There's never any Brummies (too weird and hard to understand, I guess), no Geordies (ditto), no Northern Irish (umm ditto?). And not many Scouse - as far as I can remember. All would need subtitles in Ohio. But a vaguely Northern, nominally Manc accent - that'll work, right? And it signifies a certain down-to-earthness that probably goes down well in the mid-west. Well, it's a theory. Even if it isn't an interesting one. But it is a good excuse to post a clip of Anthony La Paglia (an Australian actor) as *Mancunian* Daphne's brother in Frasier. It's very hard to watch. It'd be funnier if he was trying to be a Brummie, that'd be really hilarious...

Thursday, February 05, 2009

Why I'm NOT allowed to make references to 'Mind Your Language'

So teaching. I remember that. I remember how I flounced out of my previous teaching placement at (nameremoved) College. Difference of opinion la la la. Say no more. But obviously I needed to do some more practice. Practice getting better. And being less flouncy.

But December/January wasn't a great time to be looking for a new placement. This 'Christmas' thing was happening and no one was answering my emails. Then apparently it was 'New Year' and no one was answering my phone calls. Hmmm. Work shy.

But happily now it is February and all is well. (Why can I never spell Feburary - it makes no sense - and if I'm to be an English teacher I need understand these basic rules "r before u especially after b"?)

All is well but all is very changed. New college, new course to get my head round, new students - all new. Not GCSE, not A2 or AS, but ESOL. Yes, that's right, come on, everyone knows what ESOL is, right?

I do. I've looked it up (a while ago). English for Speakers of Other Languages.

See, you worked that out anyway. So not chippy teenagers trying to put one over on the 'student teacher' but, well, people from overseas, wanting to learn English.

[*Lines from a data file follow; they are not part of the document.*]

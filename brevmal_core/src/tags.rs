use std::sync::LazyLock;

use derive_more::Deref;
use regex::Regex;
use serde::Deserialize;
use serde::Serialize;

use crate::position::LineTable;
use crate::position::Point;

static DOUBLE_TAG: LazyLock<Regex> = LazyLock::new(|| {
	Regex::new(r"\[\[([^\[\]]+)\]\]").unwrap_or_else(|e| panic!("invalid tag pattern: {e}"))
});

static SINGLE_TAG: LazyLock<Regex> = LazyLock::new(|| {
	Regex::new(r"\[([^\[\]]+)\]").unwrap_or_else(|e| panic!("invalid tag pattern: {e}"))
});

/// The tag syntax used by a document. The two dialects are never mixed
/// within one document.
#[derive(Debug, Clone, Copy, Default, PartialEq, Eq, Hash, Serialize, Deserialize)]
#[serde(rename_all = "kebab-case")]
pub enum Dialect {
	/// `[[name]]`, used by print and email documents.
	#[default]
	Double,
	/// `[name]`, used by SMS documents.
	Single,
}

impl Dialect {
	/// Select the dialect for a storage path. Any path segment equal to `sms`
	/// (ignoring ASCII case) selects the single-bracket dialect.
	pub fn for_path(path: &str) -> Self {
		let is_sms = path
			.split(['/', '\\'])
			.any(|segment| segment.eq_ignore_ascii_case("sms"));

		if is_sms { Self::Single } else { Self::Double }
	}

	pub fn open(self) -> &'static str {
		match self {
			Self::Double => "[[",
			Self::Single => "[",
		}
	}

	pub fn close(self) -> &'static str {
		match self {
			Self::Double => "]]",
			Self::Single => "]",
		}
	}

	/// Wrap a tag name in this dialect's brackets.
	pub fn wrap(self, name: &str) -> String {
		format!("{}{name}{}", self.open(), self.close())
	}

	pub(crate) fn pattern(self) -> &'static Regex {
		match self {
			Self::Double => &DOUBLE_TAG,
			Self::Single => &SINGLE_TAG,
		}
	}
}

impl std::fmt::Display for Dialect {
	fn fmt(&self, f: &mut std::fmt::Formatter<'_>) -> std::fmt::Result {
		match self {
			Self::Double => write!(f, "double-bracket"),
			Self::Single => write!(f, "single-bracket"),
		}
	}
}

/// Unique tag names in order of first occurrence. The order drives the
/// default layout of editing panels.
#[derive(Debug, Clone, Default, PartialEq, Eq, Deref, Serialize, Deserialize)]
#[serde(transparent)]
pub struct TagSet(Vec<String>);

impl TagSet {
	pub fn new() -> Self {
		Self::default()
	}

	/// Insert a name unless it is already present. Returns `true` when the
	/// name was added.
	pub fn insert(&mut self, name: impl Into<String>) -> bool {
		let name = name.into();
		if self.contains(&name) {
			return false;
		}

		self.0.push(name);
		true
	}

	pub fn contains(&self, name: &str) -> bool {
		self.0.iter().any(|existing| existing == name)
	}

	/// Append every name from `other` that is not already present.
	pub fn merge(&mut self, other: &TagSet) {
		for name in &other.0 {
			self.insert(name.as_str());
		}
	}

	pub fn into_vec(self) -> Vec<String> {
		self.0
	}
}

impl FromIterator<String> for TagSet {
	fn from_iter<T: IntoIterator<Item = String>>(iter: T) -> Self {
		let mut set = TagSet::new();
		for name in iter {
			set.insert(name);
		}
		set
	}
}

impl<'a> IntoIterator for &'a TagSet {
	type IntoIter = std::slice::Iter<'a, String>;
	type Item = &'a String;

	fn into_iter(self) -> Self::IntoIter {
		self.0.iter()
	}
}

/// Malformed tag syntax found while scanning. Malformed text is never treated
/// as a tag; these diagnostics only describe what was skipped.
#[derive(Debug, Clone, PartialEq, Eq, Serialize, Deserialize)]
#[non_exhaustive]
pub enum TagDiagnostic {
	/// An opening bracket sequence with no matching close.
	UnterminatedTag { point: Point },
	/// A `]]` that does not close any tag.
	UnmatchedClose { point: Point },
}

impl TagDiagnostic {
	pub fn point(&self) -> Point {
		match self {
			Self::UnterminatedTag { point } | Self::UnmatchedClose { point } => *point,
		}
	}

	/// Human-readable message for this diagnostic.
	pub fn message(&self) -> String {
		match self {
			Self::UnterminatedTag { point } => format!("unterminated tag at {point}"),
			Self::UnmatchedClose { point } => format!("unmatched tag close at {point}"),
		}
	}
}

/// Extract the unique tag names from `markup` using the grammar of `dialect`.
///
/// A single-bracket scan never attempts the double-bracket grammar. Applied to
/// `[[not.a.tag]]` it matches the innermost `[not.a.tag]`, so the discovered
/// name is `not.a.tag` and the outer brackets stay literal text.
pub fn scan(markup: &str, dialect: Dialect) -> TagSet {
	dialect
		.pattern()
		.captures_iter(markup)
		.filter_map(|captures| captures.get(1))
		.map(|name| name.as_str().to_string())
		.collect()
}

/// Scan several markup parts (for example header, body and footer) and merge
/// the results in part order.
pub fn scan_all<S: AsRef<str>>(parts: &[S], dialect: Dialect) -> TagSet {
	let mut tags = TagSet::new();
	for part in parts {
		tags.merge(&scan(part.as_ref(), dialect));
	}
	tags
}

/// Like [`scan`], but also reports malformed tag syntax.
///
/// Matched tags are masked out first. In the double dialect every remaining
/// `[[` is unterminated and every remaining `]]` is unmatched. In the single
/// dialect a remaining `[` is unterminated when no `]` follows it.
pub fn scan_with_diagnostics(markup: &str, dialect: Dialect) -> (TagSet, Vec<TagDiagnostic>) {
	let tags = scan(markup, dialect);
	let masked = mask_tags(markup, dialect);
	let lines = LineTable::new(markup);
	let mut diagnostics = Vec::new();

	match dialect {
		Dialect::Double => {
			for (offset, _) in masked.match_indices("[[") {
				diagnostics.push(TagDiagnostic::UnterminatedTag {
					point: lines.point(offset),
				});
			}
			for (offset, _) in masked.match_indices("]]") {
				diagnostics.push(TagDiagnostic::UnmatchedClose {
					point: lines.point(offset),
				});
			}
			diagnostics.sort_by_key(|diagnostic| diagnostic.point().offset);
		}
		Dialect::Single => {
			let last_close = masked.rfind(']');
			for (offset, _) in masked.match_indices('[') {
				if last_close.is_none_or(|close| close < offset) {
					diagnostics.push(TagDiagnostic::UnterminatedTag {
						point: lines.point(offset),
					});
				}
			}
		}
	}

	(tags, diagnostics)
}

/// Replace every matched tag with spaces of the same byte length so offsets
/// in the masked text line up with the original.
fn mask_tags(markup: &str, dialect: Dialect) -> String {
	let mut masked = String::with_capacity(markup.len());
	let mut last = 0;

	for found in dialect.pattern().find_iter(markup) {
		masked.push_str(&markup[last..found.start()]);
		masked.extend(std::iter::repeat_n(' ', found.len()));
		last = found.end();
	}

	masked.push_str(&markup[last..]);
	masked
}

How odd. Not what I had in mind. Not something I'd ever really considered before to be honest. You hear about people going abroad to teach English (TEFL). You can get that qualification in about a month as far as I can work out. It always seemed quite an exciting idea if you were a young graduate to flounce off to Tokyo and teach English, have affairs, go to the Sudan, organise a lesson where you call a teddy bear a name that ends up getting you arrested.

But, teaching people from overseas English in Britain, you rarely hear about that. My last memory of it (for those old enough to remember the dark politically uncorrect years of the 1970s) was: 'Mind Your Language'.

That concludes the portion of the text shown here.